CICATRICES
Es casi un tópico literario hablar de las cicatrices que te va dejando la
vida, pero ¡ostras!, cuando uno llega a cierta edad es que es verdad. No me
refiero a las cicatrices metafóricas, sino a los costurones con sus puntitos a
uno y otro lado de la herida, con el buen o mal acabado que le dio el médico de
urgencias.
Tengo una pequeña cicatriz en la parte posterior del muslo derecho, cerca
de la rodilla. Me la hizo un compi de los maristas de Barcelona cuando tenía
siete u ocho años. El capullo me rajó la piel con la hebilla de una de sus
sandalias. Aunque el corte fue relativamente profundo, el fraile encargado de
la enfermería no consideró conveniente cosérmela.
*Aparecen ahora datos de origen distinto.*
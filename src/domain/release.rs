use uuid::Uuid;

use super::{Serialize, Deserialize};

/// Secondary MusicBrainz release-group types that get `[<type>]` appended to the
/// album folder/filename component (spec §6.3). Checked in this order; the first
/// match wins.
pub const COMPILATION_LIKE_TYPES: &[&str] =
    &["soundtrack", "audiobook", "mixtape/street", "compilation", "ep"];

/// Secondary types that get `[<type>]` appended to the title component instead.
pub const TITLE_ANNOTATION_TYPES: &[&str] =
    &["live", "broadcast", "spokenword", "interview", "remix", "dj-mix"];

/// The sentinel album name that suppresses the album/track-number segments of a
/// rendered filename for a singles-type release (spec §6.3).
pub const SINGLES_ALBUM: &str = "[singles]";

/// Authoritative album-level metadata resolved externally (MusicBrainz client is
/// a non-goal, §1) and handed to the import pipeline for re-tagging (§4.5) and
/// filesystem rename resolution (§6.3).
#[derive(Clone, Debug, Serialize, Deserialize)]
pub struct ReleaseMetadata {
    pub release_group_id: Uuid,
    pub release_id: Uuid,
    pub album_artist: String,
    pub album: String,
    /// Release year, as a plain 4-digit number — distinct from the `date`/`original_date`
    /// full strings used for precision-aware year resolution (§8 `BestDate`).
    pub year: Option<i64>,
    pub date: Option<String>,
    pub original_date: Option<String>,
    pub label: Option<String>,
    pub catalog_number: Option<String>,
    pub barcode: Option<String>,
    pub media: Option<String>,
    pub country: Option<String>,
    pub script: Option<String>,
    pub release_type_primary: Option<String>,
    pub secondary_types: Vec<String>,
    pub total_discs: i64,
}

impl ReleaseMetadata {
    pub fn is_various_artists(&self) -> bool {
        self.album_artist.eq_ignore_ascii_case("Various Artists")
    }

    pub fn has_secondary_type(&self, needle: &str) -> bool {
        self.secondary_types.iter().any(|t| t.eq_ignore_ascii_case(needle))
    }

    /// A release is a singles release iff its type names `single` and its album is
    /// the `[singles]` sentinel (spec §6.3 "Singles handling").
    pub fn is_singles(&self) -> bool {
        self.album == SINGLES_ALBUM
            && (self.has_secondary_type("single")
                || self.release_type_primary.as_deref().is_some_and(|p| p.eq_ignore_ascii_case("single")))
    }

    /// First matching compilation-like secondary type, per `COMPILATION_LIKE_TYPES`
    /// priority order, suppressing `compilation` specifically for Various Artists
    /// releases (spec §6.3).
    pub fn compilation_annotation(&self) -> Option<&'static str> {
        COMPILATION_LIKE_TYPES.iter().find(|&&t| {
            if t == "compilation" && self.is_various_artists() {
                return false;
            }
            self.has_secondary_type(t)
        }).copied()
    }

    /// First matching title-annotation secondary type, per `TITLE_ANNOTATION_TYPES`
    /// priority order (spec §6.3).
    pub fn title_annotation(&self) -> Option<&'static str> {
        TITLE_ANNOTATION_TYPES.iter().find(|&&t| self.has_secondary_type(t)).copied()
    }
}

/// One track's authoritative metadata within a release (spec §4.5 re-tag, §6.3 rename).
#[derive(Clone, Debug, Serialize, Deserialize)]
pub struct ReleaseTrackMetadata {
    pub title: String,
    /// Per-track artist; may differ from `ReleaseMetadata::album_artist` (a featured
    /// guest, a various-artists compilation track).
    pub artist: String,
    pub track_number: Option<i64>,
    pub disc_number: Option<i64>,
}
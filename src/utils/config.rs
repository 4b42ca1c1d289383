use serde::Deserialize;
use std::{fs, path::PathBuf, sync::OnceLock};

#[derive(Debug, Clone, thiserror::Error)]
pub enum ConfigLoadingError {
    #[error("Failed to read the config ({0}): {1}")]
    FailedToReadConfig(String, String),

    #[error("Failed to parse the config: {0}")]
    FailedToParseConfig(String),
}

impl From<toml::de::Error> for ConfigLoadingError {
    fn from(err: toml::de::Error) -> Self {
        Self::FailedToParseConfig(err.to_string())
    }
}

#[derive(Debug, Deserialize)]
pub struct Config {
    pub database: DatabaseConfig,
    pub sources: SourcesConfig,
    pub transfer: TransferConfig,
}

#[derive(Debug, Deserialize)]
pub struct DatabaseConfig {
    pub path: PathBuf,
}

/// Sources the scanner should crawl by default when the CLI is invoked
/// without an explicit `--source`; `library_sources` in the store remains
/// the authoritative list once `MigrateSources` has run once (spec §6.1).
#[derive(Debug, Deserialize)]
pub struct SourcesConfig {
    pub paths: Vec<PathBuf>,
}

/// Where the reconciler looks for completed transfer-daemon downloads and
/// where the import pipeline lands re-tagged files (spec §4.5, §6.3).
#[derive(Debug, Deserialize)]
pub struct TransferConfig {
    pub completed_root: PathBuf,
    pub library_root: PathBuf,
    #[serde(default = "default_folder_template")]
    pub folder_template: String,
    #[serde(default = "default_filename_template")]
    pub filename_template: String,
}

fn default_folder_template() -> String {
    "{albumartist}/{year} \u{2022} {album}".to_string()
}

fn default_filename_template() -> String {
    "{artist} \u{2022} {album} \u{2022} {tracknumber} \u{b7} {title}".to_string()
}

impl Config {
    pub fn load() -> Result<Self, ConfigLoadingError> {
        Self::load_from("config.toml")
    }

    pub fn load_from(path: impl AsRef<std::path::Path>) -> Result<Self, ConfigLoadingError> {
        let path = path.as_ref();
        let config_str = fs::read_to_string(path)
            .map_err(|err| ConfigLoadingError::FailedToReadConfig(path.display().to_string(), err.to_string()))?;
        let config: Config = toml::from_str(&config_str)?;

        Ok(config)
    }
}

pub fn get_config() -> Result<&'static Config, ConfigLoadingError> {
    static CONFIG: OnceLock<Result<Config, ConfigLoadingError>> = OnceLock::new();

    let result = CONFIG.get_or_init(Config::load);

    match result {
        Ok(config) => Ok(config),
        Err(err) => Err(err.clone()),
    }
}
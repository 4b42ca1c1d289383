use std::future::Future;
use std::str::FromStr;

use sqlx::sqlite::{SqliteConnectOptions, SqlitePoolOptions};
use sqlx::{Sqlite, SqlitePool, Transaction};
use tokio::sync::OnceCell;
use anyhow::{anyhow, Error};

use crate::utils::config::get_config;

/// Owns the connection pool, runs schema migrations, and hands out the
/// transactional helper every writer in the crate goes through (spec
/// §4.1/§9 "executor"). `&SqlitePool` and `&mut SqliteConnection` (i.e. an
/// in-flight `Transaction`) both implement `sqlx::Executor`, which is the
/// polymorphism spec.md asks for without a hand-rolled trait: every write
/// function in `repository`/`services` is generic over `E: Executor<'e,
/// Database = Sqlite>` and is callable with either handle.
#[derive(Clone)]
pub struct Store {
    pool: SqlitePool,
}

#[derive(Debug, thiserror::Error)]
pub enum StoreError {
    #[error("Schema migration failed: {0}")]
    MigrationFailed(#[from] sqlx::migrate::MigrateError),

    #[error(transparent)]
    Sqlx(#[from] sqlx::Error),
}

impl Store {
    /// Opens (creating if absent) the sqlite file at `db_url` and runs
    /// pending migrations. A schema mismatch here is fatal per spec §4.1.
    ///
    /// `PRAGMA foreign_keys` is off by default per SQLite connection, so it
    /// is turned on explicitly here — without it `download_files`' `ON
    /// DELETE CASCADE` (spec §6.5) would silently not fire.
    pub async fn open(db_url: &str) -> Result<Self, StoreError> {
        // An unnamed `:memory:` database is private to the connection that
        // created it, so a pool of more than one connection would each see
        // a different empty database. Cap the pool at one connection for
        // in-memory urls; file-backed urls keep the wider pool.
        let max_connections = if db_url.contains(":memory:") { 1 } else { 5 };

        let options = SqliteConnectOptions::from_str(db_url)?
            .create_if_missing(true)
            .foreign_keys(true);

        let pool = SqlitePoolOptions::new()
            .max_connections(max_connections)
            .connect_with(options)
            .await?;

        let store = Store { pool };
        store.run_migrations().await?;

        Ok(store)
    }

    pub async fn open_in_memory() -> Result<Self, StoreError> {
        Self::open("sqlite::memory:").await
    }

    pub fn pool(&self) -> &SqlitePool {
        &self.pool
    }

    async fn run_migrations(&self) -> Result<(), StoreError> {
        sqlx::migrate!("./migrations").run(&self.pool).await?;
        Ok(())
    }

    /// Begins a transaction, runs `f` with the in-flight transaction as
    /// executor, commits on `Ok`, and rolls back (by dropping the
    /// transaction) on `Err` or on panic unwind, per spec §4.1.
    pub async fn transaction<'a, F, Fut, T, E>(&'a self, f: F) -> Result<T, E>
    where
        F: FnOnce(&mut Transaction<'a, Sqlite>) -> Fut,
        Fut: Future<Output = Result<T, E>>,
        E: From<sqlx::Error>,
    {
        let mut tx = self.pool.begin().await?;
        let result = f(&mut tx).await;

        match result {
            Ok(value) => {
                tx.commit().await?;
                Ok(value)
            }
            Err(err) => {
                // Dropping `tx` here rolls back; explicit for readability.
                tx.rollback().await.ok();
                Err(err)
            }
        }
    }
}

pub async fn get_application_store() -> Result<&'static Store, Error> {
    static STORE_INSTANCE: OnceCell<Result<Store, String>> = OnceCell::const_new();

    let result = STORE_INSTANCE
        .get_or_init(|| async {
            let config = match get_config() {
                Ok(config) => config,
                Err(err) => return Err(err.to_string()),
            };

            let db_path = match config.database.path.to_str() {
                Some(path) => path,
                None => return Err("Failed to parse the configured DB path into a string!".to_string()),
            };

            let db_url = format!("sqlite:{}?mode=rwc", db_path);

            match Store::open(&db_url).await {
                Ok(store) => Ok(store),
                Err(e) => Err(e.to_string()),
            }
        })
        .await;

    match result {
        Ok(store) => Ok(store),
        Err(msg) => Err(anyhow!("{}", msg)),
    }
}
use std::path::PathBuf;
use chrono::NaiveDateTime;

use super::{ValidationError, Serialize, Deserialize};

/// A root directory configured by the operator. Never nests another source.
#[derive(Clone, Serialize, Deserialize, Debug, PartialEq, Eq)]
pub struct Source {
    id: i64,
    path: PathBuf,
    added_at: NaiveDateTime,
}

impl Source {
    pub fn new(id: i64, path: PathBuf, added_at: NaiveDateTime) -> Result<Self, ValidationError> {
        if path.as_os_str().is_empty() {
            return Err(ValidationError::PathIsEmptyString);
        }

        Ok(Self { id, path, added_at })
    }

    pub fn id(&self) -> i64 { self.id }
    pub fn path(&self) -> &PathBuf { &self.path }
    pub fn added_at(&self) -> NaiveDateTime { self.added_at }

    /// True if `candidate` lives under this source, i.e. starts with exactly this prefix.
    pub fn contains(&self, candidate: &std::path::Path) -> bool {
        candidate.starts_with(&self.path)
    }
}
Un sábado por la noche de mis diecinueve años me senté de paquete en la
bultaco de uno de mis mejores amigos con la esperanza de comernos el mundo y
acabé en el Perecamps. No se me ocurrió otra cosa que meter el tobillo en los
radios de la rueda trasera. Un médico en prácticas salvó mi tendón de Aquiles y
una “prometedora” carrera futbolística con diecisiete puntos de factura
desigual. A veces, cuando cambia el tiempo, aún siento un débil cosquilleo en
la costura.
Hace unos cinco años, cepillando el suelo de la terraza de casa como todos
los años cuando se acerca el verano, me rajé el dedo pulgar con el trozo
cortante de una maceta rota. Es la última de mis cicatrices físicas,
constatables, las que sirven para identificar el cadáver de un desconocido y
solo un forense meticuloso puede descubrir.
Así que es verdad. Las cicatrices del cuerpo son, además de accidentes
orográficos, hojas de un calendario íntimo: en la infancia fue el juego; en la
adolescencia, la fiesta; en la madurez, mantener la propiedad.